Hi redleopard, welcome to the board. I know it's difficult to see someone you care about suffering. Your boyfriends depression sounds really bad. There is only so much bouncing back he can do before the effort of doing that itself becomes tiring. Plus, have you thought about how much that may have been for your benefit and not a genuine feeling of an improvement within himself? It's obvious he cares about you or he wouldn't try to protect from himself.
I hope you know there are different types of depression. The depression you bravely overcome is not necessary the same depression your boyfriend faces and although you understand him to an extent you have said that 'he doesn't want to help himself' ...you know, that's not strictly true. When I get in to my most depressed states I don't have the energy to uphold any kind of contact, it demands too much. I shut people out and don't leave the house and yes the cause is the depression but at the same time this works for me...it's like I withdraw to get my energy back, I just do nothing because I need the rest and peace if I'm to continue.
If he hasn't had a serious dip in the six months he's been with you then trust me, his mind and body need a rest. I appreciate what you are saying but think about it, it's not just low moods and anxiety he's fighting, it's himself. He doesn't sound like he likes himself, this must be so painful for him. Caring about him and supporting and especially standing by him is helping without a doubt but just because someone else cares about you doesn't make you care for yourself. It actually brings tears to my eyes imagining what thoughts are going through his mind re the work bullying...betting on when he'll kill himself, it's inhumane. For someone with so little self worth this must be crushing. They ought to be ashamed of themselves. Maybe they thought he could take the teasing, that he'd shrug it off because to them he doesn't seem like someone who'd do such a thing. Who knows.
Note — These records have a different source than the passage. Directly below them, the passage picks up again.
//! Configuration for the execution core.
//!
//! One section per engine, all with serde defaults so a partial config file
//! only overrides what it names.

mod settings;

pub use settings::{
    ApprovalConfig, ConductorConfig, FileCacheConfig, PlannerConfig, RateLimitConfig,
    TerminalConfig,
};
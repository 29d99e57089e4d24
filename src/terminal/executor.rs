//! Safe terminal command construction and execution.

use std::path::{Path, PathBuf};
use std::time::Duration;

use serde::{Deserialize, Serialize};
use tokio::process::Command;
use tracing::{debug, warn};

use crate::config::TerminalConfig;
use crate::error::{ConductorError, Result};
use crate::output::SharedSink;

use super::rules::{RiskLevel, Validation, assess_command_risk, validate_command_with_limit};

/// A shell command with its risk assessment and, after execution, its
/// structured outcome. Mutated in place exactly once; never re-executed.
#[derive(Debug, Clone, Serialize, Deserialize)]
pub struct TerminalCommand {
    pub id: String,
    pub command: String,
    pub working_dir: PathBuf,
    pub description: String,
    pub risk: RiskLevel,
    pub user_approval_required: bool,
    pub executed: bool,
    pub result: Option<CommandResult>,
}

/// Structured execution outcome. Execution failures are captured here,
/// never thrown past the executor boundary.
#[derive(Debug, Clone, Serialize, Deserialize)]
pub struct CommandResult {
    pub success: bool,
    pub output: String,
    pub error: Option<String>,
    pub exit_code: i32,
}

impl CommandResult {
    fn failure(output: String, error: impl Into<String>, exit_code: i32) -> Self {
        Self {
            success: false,
            output,
            error: Some(error.into()),
            exit_code,
        }
    }
}

pub struct TerminalExecutor {
    config: TerminalConfig,
    sink: SharedSink,
}

impl TerminalExecutor {
    pub fn new(config: TerminalConfig, sink: SharedSink) -> Self {
        Self { config, sink }
    }

    /// Validate and classify a raw command into a structured record.
    ///
    /// Approval defaults to required; a short read-only allow-list clears the
    /// flag and forces risk down to low.
    pub fn create_safe_command(&self, raw: &str, working_dir: &Path) -> Result<TerminalCommand> {
        match validate_command_with_limit(raw, self.config.max_command_len) {
            Validation::Invalid { reason } => {
                warn!(command = raw, reason = %reason, "Command rejected by validation");
                Err(ConductorError::InvalidCommand { reason })
            }
            Validation::Valid => {
                let auto_approved = self.is_auto_approvable(raw);
                let risk = if auto_approved {
                    RiskLevel::Low
                } else {
                    assess_command_risk(raw)
                };

                Ok(TerminalCommand {
                    id: format!("cmd-{}", &uuid::Uuid::new_v4().to_string()[..8]),
                    command: raw.trim().to_string(),
                    working_dir: working_dir.to_path_buf(),
                    description: describe(raw),
                    risk,
                    user_approval_required: !auto_approved,
                    executed: false,
                    result: None,
                })
            }
        }
    }

    /// Execute the command with a hard timeout and bounded output capture.
    /// Always returns a result; the command record is stamped in place.
    pub async fn execute(&self, cmd: &mut TerminalCommand) -> CommandResult {
        if cmd.executed {
            // A command record is single-use.
            return cmd.result.clone().unwrap_or_else(|| {
                CommandResult::failure(String::new(), "command already executed", -1)
            });
        }

        debug!(
            id = %cmd.id,
            command = %cmd.command,
            dir = %cmd.working_dir.display(),
            risk = %cmd.risk,
            "Executing command"
        );

        let result = match validate_command_with_limit(&cmd.command, self.config.max_command_len) {
            Validation::Invalid { reason } => {
                CommandResult::failure(String::new(), format!("rejected: {}", reason), -1)
            }
            Validation::Valid => self.run(cmd).await,
        };

        cmd.executed = true;
        cmd.result = Some(result.clone());
        self.audit(cmd, &result);
        result
    }

    async fn run(&self, cmd: &TerminalCommand) -> CommandResult {
        let timeout = Duration::from_secs(self.config.timeout_secs);
        let child = Command::new("sh")
            .arg("-c")
            .arg(&cmd.command)
            .current_dir(&cmd.working_dir)
            .kill_on_drop(true)
            .output();

        let output = match tokio::time::timeout(timeout, child).await {
            Ok(Ok(output)) => output,
            Ok(Err(e)) => {
                return CommandResult::failure(String::new(), format!("failed to spawn: {}", e), -1);
            }
            Err(_) => {
                // Dropping the output future kills the child.
                return CommandResult::failure(
                    String::new(),
                    format!("timed out after {}s", self.config.timeout_secs),
                    -1,
                );
            }
        };

        let stdout = self.truncate(&String::from_utf8_lossy(&output.stdout));
        let stderr = self.truncate(&String::from_utf8_lossy(&output.stderr));
        let exit_code = output.status.code().unwrap_or(-1);

        if output.status.success() {
            CommandResult {
                success: true,
                output: stdout,
                error: None,
                exit_code: 0,
            }
        } else {
            warn!(id = %cmd.id, exit_code, "Command failed");
            CommandResult::failure(stdout, stderr, exit_code)
        }
    }

    fn is_auto_approvable(&self, command: &str) -> bool {
        let trimmed = command.trim();
        self.config
            .auto_approve_commands
            .iter()
            .any(|entry| trimmed == entry || trimmed.starts_with(&format!("{} ", entry)))
    }

    fn truncate(&self, text: &str) -> String {
        if text.len() <= self.config.max_output_bytes {
            return text.to_string();
        }
        let mut end = self.config.max_output_bytes;
        while !text.is_char_boundary(end) {
            end -= 1;
        }
        format!("{}\n[output truncated]", &text[..end])
    }

    fn audit(&self, cmd: &TerminalCommand, result: &CommandResult) {
        let snippet: String = result.output.chars().take(200).collect();
        self.sink.append(&format!(
            "exec [{}] `{}` in {} -> {} (exit {}){}{}",
            cmd.id,
            cmd.command,
            cmd.working_dir.display(),
            if result.success { "ok" } else { "failed" },
            result.exit_code,
            if snippet.is_empty() { "" } else { ": " },
            snippet
        ));
    }
}

/// Derive a short human description from the command's leading token.
fn describe(command: &str) -> String {
    let first = command.trim().split_whitespace().next().unwrap_or("command");
    match first {
        "git" => "Run a git operation".to_string(),
        "npm" | "npx" | "yarn" | "pnpm" => "Run a package manager command".to_string(),
        "node" => "Run a node process".to_string(),
        "cargo" => "Run a cargo command".to_string(),
        "ls" | "pwd" | "cat" | "head" | "tail" => "Inspect files or directories".to_string(),
        other => format!("Execute `{}`", other),
    }
}
use std::path::PathBuf;

use thiserror::Error;

#[derive(Error, Debug)]
pub enum ConductorError {
    #[error("Workspace root not found: {0}")]
    WorkspaceNotFound(PathBuf),

    #[error("Circular dependency detected at task: {task_id}")]
    CircularDependency { task_id: String },

    #[error("Task not found: {plan_id}/{task_id}")]
    TaskNotFound { plan_id: String, task_id: String },

    #[error("AI backend error: {0}")]
    Backend(String),

    #[error("Failed to parse AI plan output: {0}")]
    PlanParse(String),

    #[error("Plan AI call budget exhausted ({used}/{limit})")]
    AiCallBudgetExhausted { used: u32, limit: u32 },

    #[error("Command rejected: {reason}")]
    InvalidCommand { reason: String },

    #[error("Approval timed out for decision: {decision_id}")]
    ApprovalTimeout { decision_id: String },

    #[error("Approval cancelled for decision: {decision_id}")]
    ApprovalCancelled { decision_id: String },

    #[error("Configuration error: {0}")]
    Config(String),

    #[error("IO error: {0}")]
    Io(#[from] std::io::Error),

    #[error("JSON parse error: {0}")]
    Json(#[from] serde_json::Error),

    #[error("TOML parse error: {0}")]
    Toml(#[from] toml::de::Error),

    #[error("{0}")]
    Other(String),
}

impl ConductorError {
    /// Returns true for failures the planner recovers from via fallback tasks.
    pub fn is_recoverable_by_fallback(&self) -> bool {
        matches!(self, Self::Backend(_) | Self::PlanParse(_))
    }
}

pub type Result<T> = std::result::Result<T, ConductorError>;
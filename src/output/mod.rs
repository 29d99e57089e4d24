//! Append-only execution log sink.
//!
//! Command execution, rate-limit waits, and cache activity are mirrored to a
//! sink for audit. The sink is advisory: the core never reads it back.

use std::io::Write;
use std::sync::Arc;

use parking_lot::Mutex;
use tracing::info;

/// Append-only text sink for audit output.
pub trait ExecutionSink: Send + Sync {
    fn append(&self, line: &str);
}

/// Shared handle to a sink, cloned into every component that logs.
pub type SharedSink = Arc<dyn ExecutionSink>;

/// Sink that forwards every line to the tracing subscriber.
#[derive(Debug, Default)]
pub struct TracingSink;

impl ExecutionSink for TracingSink {
    fn append(&self, line: &str) {
        info!(target: "conductor::audit", "{}", line);
    }
}

/// Sink that retains lines in memory. Used by tests and by UIs that render
/// the log themselves.
#[derive(Debug, Default)]
pub struct MemorySink {
    lines: Mutex<Vec<String>>,
}

impl MemorySink {
    pub fn new() -> Self {
        Self::default()
    }

    pub fn lines(&self) -> Vec<String> {
        self.lines.lock().clone()
    }

    pub fn is_empty(&self) -> bool {
        self.lines.lock().is_empty()
    }
}

impl ExecutionSink for MemorySink {
    fn append(&self, line: &str) {
        self.lines.lock().push(line.to_string());
    }
}

/// Sink that writes lines to any `Write` target, one per line.
pub struct WriterSink<W: Write + Send> {
    writer: Mutex<W>,
}

impl<W: Write + Send> WriterSink<W> {
    pub fn new(writer: W) -> Self {
        Self {
            writer: Mutex::new(writer),
        }
    }
}

impl<W: Write + Send> ExecutionSink for WriterSink<W> {
    fn append(&self, line: &str) {
        let mut writer = self.writer.lock();
        let _ = writeln!(writer, "{}", line);
        let _ = writer.flush();
    }
}

#[cfg(test)]
mod tests {
    use super::*;

    #[test]
    fn memory_sink_retains_lines_in_order() {
        let sink = MemorySink::new();
        sink.append("first");
        sink.append("second");
        assert_eq!(sink.lines(), vec!["first", "second"]);
    }

    #[test]
    fn writer_sink_appends_newline() {
        let sink = WriterSink::new(Vec::new());
        sink.append("hello");
        let buf = sink.writer.into_inner();
        assert_eq!(String::from_utf8(buf).unwrap(), "hello\n");
    }
}
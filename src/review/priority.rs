use crate::config::PriorityConfig;
use crate::types::Finding;
use std::cmp::Ordering;

/// Total order over findings: severity desc, category rank desc, file asc
///
/// Remaining ties fall through line (anchored before file-level), message,
/// source, rule id, raw category, suggestion and the blocking flag, so only
/// identical findings compare equal.
pub fn compare(a: &Finding, b: &Finding, config: &PriorityConfig) -> Ordering {
    b.severity
        .cmp(&a.severity)
        .then_with(|| config.rank(&b.category).cmp(&config.rank(&a.category)))
        .then_with(|| a.file.cmp(&b.file))
        .then_with(|| match (a.line, b.line) {
            (Some(x), Some(y)) => x.cmp(&y),
            (Some(_), None) => Ordering::Less,
            (None, Some(_)) => Ordering::Greater,
            (None, None) => Ordering::Equal,
        })
        .then_with(|| a.message.cmp(&b.message))
        .then_with(|| a.source.cmp(&b.source))
        .then_with(|| a.rule_id.cmp(&b.rule_id))
        .then_with(|| a.category.cmp(&b.category))
        .then_with(|| a.suggestion.cmp(&b.suggestion))
        .then_with(|| b.blocking.cmp(&a.blocking))
}

pub fn prioritize(mut findings: Vec<Finding>, config: &PriorityConfig) -> Vec<Finding> {
    findings.sort_by(|a, b| compare(a, b, config));
    findings
}
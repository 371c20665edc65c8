//! Immutable, compiled rule sets.
//!
//! A [`RuleSet`] is built once per analysis and passed by reference into the
//! rule agent and the auto-fix estimator. Adding a rule produces a new set.

pub mod body;

use body::{FixAction, RuleBody};
use crate::util::build_globset;
use globset::GlobSet;
use regex::Regex;
use tracing::{debug, warn};

/// A rule with its pattern and globs compiled
#[derive(Debug, Clone)]
pub struct CompiledRule {
    pub body: RuleBody,
    pattern: Regex,
    scope: GlobSet,
    exclude: GlobSet,
}

impl CompiledRule {
    /// Compile a rule, returning `None` (with a warning) if its regex is invalid
    ///
    /// Invalid scope or exclude globs are skipped.
    pub fn compile(body: RuleBody) -> Option<Self> {
        let pattern = match Regex::new(&body.pattern) {
            Ok(re) => re,
            Err(e) => {
                warn!("Invalid pattern in rule '{}': {}", body.id, e);
                return None;
            }
        };
        let scope = build_globset(&body.scope, &format!("rule '{}' scope", body.id));
        let exclude = build_globset(&body.exclude, &format!("rule '{}' exclude", body.id));
        Some(Self {
            body,
            pattern,
            scope,
            exclude,
        })
    }

    pub fn id(&self) -> &str {
        &self.body.id
    }

    pub fn applies_to(&self, file: &str) -> bool {
        self.scope.is_match(file) && !self.exclude.is_match(file)
    }

    pub fn matches(&self, line: &str) -> bool {
        self.pattern.is_match(line)
    }

    /// Rewrite a matching line with the rule's fix
    ///
    /// Returns `None` when the rule has no fix, the line does not match, or
    /// the rewrite would leave the line unchanged. An empty string is a deletion.
    pub fn propose_fix(&self, line: &str) -> Option<String> {
        if !self.matches(line) {
            return None;
        }
        let fixed = match self.body.fix.as_ref()? {
            FixAction::Delete => String::new(),
            FixAction::Replace(replacement) => self
                .pattern
                .replace_all(line, replacement.as_str())
                .into_owned(),
        };
        (fixed != line).then_some(fixed)
    }
}

/// An immutable collection of compiled rules, keyed by id
#[derive(Debug, Clone, Default)]
pub struct RuleSet {
    rules: Vec<CompiledRule>,
}

impl RuleSet {
    pub fn new(bodies: impl IntoIterator<Item = RuleBody>) -> Self {
        bodies
            .into_iter()
            .fold(Self::default(), |set, body| set.with_rule(body))
    }

    /// The built-in rules (console statements, magic numbers, empty catch, TODO markers)
    pub fn builtin() -> Self {
        Self::new(RuleBody::builtin())
    }

    /// Return a new set with `body` added, replacing any rule with the same id
    ///
    /// A rule that fails to compile leaves the set unchanged.
    pub fn with_rule(self, body: RuleBody) -> Self {
        let Some(compiled) = CompiledRule::compile(body) else {
            return self;
        };
        let mut rules: Vec<CompiledRule> = self
            .rules
            .into_iter()
            .filter(|r| r.id() != compiled.id())
            .collect();
        debug!("Registered rule '{}'", compiled.id());
        rules.push(compiled);
        Self { rules }
    }

    pub fn get(&self, id: &str) -> Option<&CompiledRule> {
        self.rules.iter().find(|r| r.id() == id)
    }

    pub fn iter(&self) -> impl Iterator<Item = &CompiledRule> {
        self.rules.iter()
    }

    /// Rules whose scope covers `file`
    pub fn for_file<'a>(&'a self, file: &'a str) -> impl Iterator<Item = &'a CompiledRule> {
        self.rules.iter().filter(move |r| r.applies_to(file))
    }

    pub fn len(&self) -> usize {
        self.rules.len()
    }

    pub fn is_empty(&self) -> bool {
        self.rules.is_empty()
    }
}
Back to the point, 2 weeks...yes I'd give him notice and tell him your plan and that you are coming, even if it's just for a little while. Tell him there is not pressure to commit to when he'll see you again after that because you want to respect his space. It's important not to rush him. Obviously your feelings are important too but in the grand scheme of things 2 weeks apart is nothing when you may end up with this guy forever
Is he on a waiting list for cbt? He felt the benefits of cbt but can't access it at the moment which must feel as if help is just out of reach for him. There is absolutely loads on youtube about cbt, they are actually quite helpful - here is a very straightforward vid that I appreciate for it's simplicity:http://www.youtube.com/watch?v=IEsYiCDoJks
By the sound of it he's expecting you to abandon him. Sometimes we create situations to test a person when in fact it's the last thing we want. Be sure to keep that in mind for the long term.
You have to be mindful not to take things personally or that will reinforce his thoughts that he's bad for you and he may stop seeing you altogether which really doesn't sound like that's where this relationship should go...you both sound like two caring individuals who both care for each other mutually. I found the following vid re abandonment insightful:http://www.youtube.com/watch?v=9r5dcy4o9Ek
I really hope things work out for you both. You could always suggest this site to him, just delete your post before. It'd sure be helpful for him to know he's understood and not alone with his mental health problems. I'd be happy to delete my post if you thought there was a chance of him using the site.